Stored items
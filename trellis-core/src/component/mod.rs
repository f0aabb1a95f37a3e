//! Components
//!
//! A component is a reusable piece of UI with its own reactive state. It is
//! described by a [`ComponentDef`] and instantiated by the reconciler once per
//! mounted component descriptor.
//!
//! # Resolution
//!
//! 1. Props passed on the descriptor are split: names declared in
//!    [`ComponentDef::props`] go into a shallow reactive `props` object,
//!    everything else into `attrs`.
//! 2. `data`, if given, produces the initial state object, which is made
//!    reactive.
//! 3. `setup`, if given, runs once with the props and a [`SetupContext`]. It
//!    either returns the render function or a state object.
//! 4. The render function is the one returned by `setup`, else `render`.
//!    A component with neither fails to mount.
//!
//! The render function receives a [`RenderContext`] whose `get` looks up a
//! name in data, then props, then setup state.

mod instance;

use std::cell::RefCell;
use std::fmt;
use std::rc::Rc;

use tracing::warn;

use crate::reactive::{Object, ReactiveObject, Value};
use crate::vnode::{handler_key, VNode};

pub use instance::{has_props_changed, ComponentInstance, RenderContext};

pub type RenderFn = Rc<dyn Fn(&RenderContext<'_>) -> VNode>;
pub type SetupFn = Rc<dyn Fn(&ReactiveObject, &SetupContext) -> SetupResult>;
pub type DataFn = Rc<dyn Fn() -> Object>;

/// What `setup` hands back.
pub enum SetupResult {
    /// The component's render function.
    Render(RenderFn),
    /// State exposed to the render function through [`RenderContext::get`].
    State(Object),
    None,
}

impl SetupResult {
    pub fn render(f: impl Fn(&RenderContext<'_>) -> VNode + 'static) -> Self {
        SetupResult::Render(Rc::new(f))
    }

    pub fn state(state: Object) -> Self {
        SetupResult::State(state)
    }
}

impl fmt::Debug for SetupResult {
    fn fmt(&self, f: &mut fmt::Formatter<'_>) -> fmt::Result {
        match self {
            SetupResult::Render(_) => f.write_str("Render"),
            SetupResult::State(state) => f.debug_tuple("State").field(state).finish(),
            SetupResult::None => f.write_str("None"),
        }
    }
}

/// Builder for a component definition.
///
/// # Example
///
/// ```rust
/// use trellis_core::component::ComponentDef;
/// use trellis_core::reactive::Object;
/// use trellis_core::vnode::{h, Props};
///
/// let counter = ComponentDef::new("Counter")
///     .props(["label"])
///     .data(|| Object::new().with("count", 0))
///     .render(|ctx| {
///         let label = format!("{}: {}", ctx.get("label"), ctx.get("count"));
///         h("span", Props::new(), label)
///     })
///     .build();
///
/// assert_eq!(counter.name(), "Counter");
/// ```
#[derive(Default)]
pub struct ComponentDef {
    name: String,
    props: Vec<String>,
    data: Option<DataFn>,
    setup: Option<SetupFn>,
    render: Option<RenderFn>,
}

impl ComponentDef {
    pub fn new(name: impl Into<String>) -> Self {
        Self {
            name: name.into(),
            ..Self::default()
        }
    }

    /// Declare the prop names this component accepts.
    pub fn props<I, S>(mut self, names: I) -> Self
    where
        I: IntoIterator<Item = S>,
        S: Into<String>,
    {
        self.props = names.into_iter().map(Into::into).collect();
        self
    }

    /// Initial state, made reactive per instance.
    pub fn data(mut self, f: impl Fn() -> Object + 'static) -> Self {
        self.data = Some(Rc::new(f));
        self
    }

    pub fn setup(
        mut self,
        f: impl Fn(&ReactiveObject, &SetupContext) -> SetupResult + 'static,
    ) -> Self {
        self.setup = Some(Rc::new(f));
        self
    }

    pub fn render(mut self, f: impl Fn(&RenderContext<'_>) -> VNode + 'static) -> Self {
        self.render = Some(Rc::new(f));
        self
    }

    pub fn build(self) -> Component {
        Component(Rc::new(self))
    }
}

/// A built component definition. Descriptors compare components by identity.
#[derive(Clone)]
pub struct Component(Rc<ComponentDef>);

impl Component {
    pub fn name(&self) -> &str {
        &self.0.name
    }

    pub fn declares_prop(&self, name: &str) -> bool {
        self.0.props.iter().any(|prop| prop == name)
    }

    pub fn ptr_eq(&self, other: &Component) -> bool {
        Rc::ptr_eq(&self.0, &other.0)
    }

    pub(crate) fn def(&self) -> &ComponentDef {
        &self.0
    }
}

impl fmt::Debug for Component {
    fn fmt(&self, f: &mut fmt::Formatter<'_>) -> fmt::Result {
        f.debug_struct("Component")
            .field("name", &self.0.name)
            .field("props", &self.0.props)
            .finish()
    }
}

/// Second argument of `setup`. Clones share the component's current
/// descriptor, so a clone kept in an event handler emits to the latest
/// parent handler.
#[derive(Clone)]
pub struct SetupContext {
    vnode: Rc<RefCell<VNode>>,
    attrs: Object,
}

impl SetupContext {
    pub(crate) fn new(vnode: Rc<RefCell<VNode>>, attrs: Object) -> Self {
        Self { vnode, attrs }
    }

    /// Props passed on the descriptor that the component does not declare.
    pub fn attrs(&self) -> Object {
        self.attrs.clone()
    }

    /// Call the parent's handler for `event` (`"change"` -> `onChange`).
    pub fn emit(&self, event: &str, args: &[Value]) {
        let vnode = self.vnode.borrow().clone();
        emit(&vnode, event, args);
    }
}

/// Call the handler for `event` found on the current descriptor of a
/// component.
pub(crate) fn emit(vnode: &VNode, event: &str, args: &[Value]) {
    let key = handler_key(event);
    let handler = vnode
        .props()
        .get(&key)
        .and_then(|value| value.as_handler().cloned());

    match handler {
        Some(handler) => handler.call(args),
        None => warn!(event, handler = %key, "emitted event has no handler"),
    }
}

*DIRECTIONS FOR THIS TASK*.
Reproduce the entries above in full, exactly as they read.

*RESPONSE*.
filename trellis-core/src/component/mod.rs
repository f0aabb1a95f37a3e
//! Components
//!
//! A component is a reusable piece of UI with its own reactive state. It is
//! described by a [`ComponentDef`] and instantiated by the reconciler once per
//! mounted component descriptor.
//!
//! # Resolution
//!
//! 1. Props passed on the descriptor are split: names declared in
//!    [`ComponentDef::props`] go into a shallow reactive `props` object,
//!    everything else into `attrs`.
//! 2. `data`, if given, produces the initial state object, which is made
//!    reactive.
//! 3. `setup`, if given, runs once with the props and a [`SetupContext`]. It
//!    either returns the render function or a state object.
//! 4. The render function is the one returned by `setup`, else `render`.
//!    A component with neither fails to mount.
//!
//! The render function receives a [`RenderContext`] whose `get` looks up a
//! name in data, then props, then setup state.

mod instance;

use std::cell::RefCell;
use std::fmt;
use std::rc::Rc;

use tracing::warn;

use crate::reactive::{Object, ReactiveObject, Value};
use crate::vnode::{handler_key, VNode};

pub use instance::{has_props_changed, ComponentInstance, RenderContext};

pub type RenderFn = Rc<dyn Fn(&RenderContext<'_>) -> VNode>;
pub type SetupFn = Rc<dyn Fn(&ReactiveObject, &SetupContext) -> SetupResult>;
pub type DataFn = Rc<dyn Fn() -> Object>;

/// What `setup` hands back.
pub enum SetupResult {
    /// The component's render function.
    Render(RenderFn),
    /// State exposed to the render function through [`RenderContext::get`].
    State(Object),
    None,
}

impl SetupResult {
    pub fn render(f: impl Fn(&RenderContext<'_>) -> VNode + 'static) -> Self {
        SetupResult::Render(Rc::new(f))
    }

    pub fn state(state: Object) -> Self {
        SetupResult::State(state)
    }
}

impl fmt::Debug for SetupResult {
    fn fmt(&self, f: &mut fmt::Formatter<'_>) -> fmt::Result {
        match self {
            SetupResult::Render(_) => f.write_str("Render"),
            SetupResult::State(state) => f.debug_tuple("State").field(state).finish(),
            SetupResult::None => f.write_str("None"),
        }
    }
}

/// Builder for a component definition.
///
/// # Example
///
/// ```rust
/// use trellis_core::component::ComponentDef;
/// use trellis_core::reactive::Object;
/// use trellis_core::vnode::{h, Props};
///
/// let counter = ComponentDef::new("Counter")
///     .props(["label"])
///     .data(|| Object::new().with("count", 0))
///     .render(|ctx| {
///         let label = format!("{}: {}", ctx.get("label"), ctx.get("count"));
///         h("span", Props::new(), label)
///     })
///     .build();
///
/// assert_eq!(counter.name(), "Counter");
/// ```
#[derive(Default)]
pub struct ComponentDef {
    name: String,
    props: Vec<String>,
    data: Option<DataFn>,
    setup: Option<SetupFn>,
    render: Option<RenderFn>,
}

impl ComponentDef {
    pub fn new(name: impl Into<String>) -> Self {
        Self {
            name: name.into(),
            ..Self::default()
        }
    }

    /// Declare the prop names this component accepts.
    pub fn props<I, S>(mut self, names: I) -> Self
    where
        I: IntoIterator<Item = S>,
        S: Into<String>,
    {
        self.props = names.into_iter().map(Into::into).collect();
        self
    }

    /// Initial state, made reactive per instance.
    pub fn data(mut self, f: impl Fn() -> Object + 'static) -> Self {
        self.data = Some(Rc::new(f));
        self
    }

    pub fn setup(
        mut self,
        f: impl Fn(&ReactiveObject, &SetupContext) -> SetupResult + 'static,
    ) -> Self {
        self.setup = Some(Rc::new(f));
        self
    }

    pub fn render(mut self, f: impl Fn(&RenderContext<'_>) -> VNode + 'static) -> Self {
        self.render = Some(Rc::new(f));
        self
    }

    pub fn build(self) -> Component {
        Component(Rc::new(self))
    }
}

/// A built component definition. Descriptors compare components by identity.
#[derive(Clone)]
pub struct Component(Rc<ComponentDef>);

impl Component {
    pub fn name(&self) -> &str {
        &self.0.name
    }

    pub fn declares_prop(&self, name: &str) -> bool {
        self.0.props.iter().any(|prop| prop == name)
    }

    pub fn ptr_eq(&self, other: &Component) -> bool {
        Rc::ptr_eq(&self.0, &other.0)
    }

    pub(crate) fn def(&self) -> &ComponentDef {
        &self.0
    }
}

impl fmt::Debug for Component {
    fn fmt(&self, f: &mut fmt::Formatter<'_>) -> fmt::Result {
        f.debug_struct("Component")
            .field("name", &self.0.name)
            .field("props", &self.0.props)
            .finish()
    }
}

/// Second argument of `setup`. Clones share the component's current
/// descriptor, so a clone kept in an event handler emits to the latest
/// parent handler.
#[derive(Clone)]
pub struct SetupContext {
    vnode: Rc<RefCell<VNode>>,
    attrs: Object,
}

impl SetupContext {
    pub(crate) fn new(vnode: Rc<RefCell<VNode>>, attrs: Object) -> Self {
        Self { vnode, attrs }
    }

    /// Props passed on the descriptor that the component does not declare.
    pub fn attrs(&self) -> Object {
        self.attrs.clone()
    }

    /// Call the parent's handler for `event` (`"change"` -> `onChange`).
    pub fn emit(&self, event: &str, args: &[Value]) {
        let vnode = self.vnode.borrow().clone();
        emit(&vnode, event, args);
    }
}

/// Call the handler for `event` found on the current descriptor of a
/// component.
pub(crate) fn emit(vnode: &VNode, event: &str, args: &[Value]) {
    let key = handler_key(event);
    let handler = vnode
        .props()
        .get(&key)
        .and_then(|value| value.as_handler().cloned());

    match handler {
        Some(handler) => handler.call(args),
        None => warn!(event, handler = %key, "emitted event has no handler"),
    }
}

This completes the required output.